• **EXERCISE MATERIALS**:
========

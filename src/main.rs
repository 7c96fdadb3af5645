#[macro_use]
extern crate log;

use std::path::PathBuf;
use std::process;

use env_logger::Env;
use structopt::StructOpt;

use raylaunch::*;

const DEFAULT_LOGGING_LEVEL: &str = "info";

#[derive(Debug, StructOpt)]
#[structopt(name = "raylaunch", about = "Fires rays at spheres and reports where they hit.")]
struct Opt {
    /// JSON scene file. The built-in demo scene is used if omitted.
    #[structopt(short, long, parse(from_os_str))]
    scene: Option<PathBuf>,

    /// Spread the rays across a thread pool.
    #[structopt(short, long)]
    parallel: bool,

    /// Reject zero-length directions and negative radii instead of letting
    /// NaN through.
    #[structopt(long)]
    strict: bool,

    /// Thread pool size for --parallel. Defaults to one per CPU.
    #[structopt(short, long)]
    threads: Option<usize>,
}

fn main() {
    env_logger::Builder::from_env(Env::default().default_filter_or(DEFAULT_LOGGING_LEVEL)).init();
    let opt = Opt::from_args();

    if let Err(e) = run(opt) {
        error!("{}", e);
        process::exit(1);
    }
}

fn run(opt: Opt) -> Result<(), Box<dyn std::error::Error>> {
    if let Some(threads) = opt.threads {
        rayon::ThreadPoolBuilder::new()
            .num_threads(threads)
            .build_global()?;
    }

    let scene = match &opt.scene {
        Some(path) => {
            info!("loading scene from {}", path.display());
            Scene::load(path)?
        }
        None => Scene::demo(),
    };

    if opt.strict {
        validate(&scene.rays, &scene.spheres)?;
    }

    info!(
        "launching {} rays at {} spheres",
        scene.rays.len(),
        scene.spheres.len()
    );
    let hits = if opt.parallel {
        par_launch_indexed(&scene.rays, &scene.spheres)
    } else {
        launch_indexed(&scene.rays, &scene.spheres)
    };

    for hit in &hits {
        println!("{}", describe(hit));
    }
    info!("done: {} intersections", hits.len());
    Ok(())
}

fn describe(hit: &LaunchHit) -> String {
    let p = hit.intersection.point;
    let s = hit.intersection.sphere;
    format!(
        "ray {}: intersection at ({:.6}, {:.6}, {:.6}) with sphere centered at ({:.6}, {:.6}, {:.6}), radius {:.6}",
        hit.ray, p.0, p.1, p.2, s.center.0, s.center.1, s.center.2, s.radius
    )
}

========

• **PROBLEM**:
Gather each line of the listing containing the word "info" and show it.

• **TASK RESULT**:
const DEFAULT_LOGGING_LEVEL: &str = "info";
            info!("loading scene from {}", path.display());
    info!(
    info!("done: {} intersections", hits.len());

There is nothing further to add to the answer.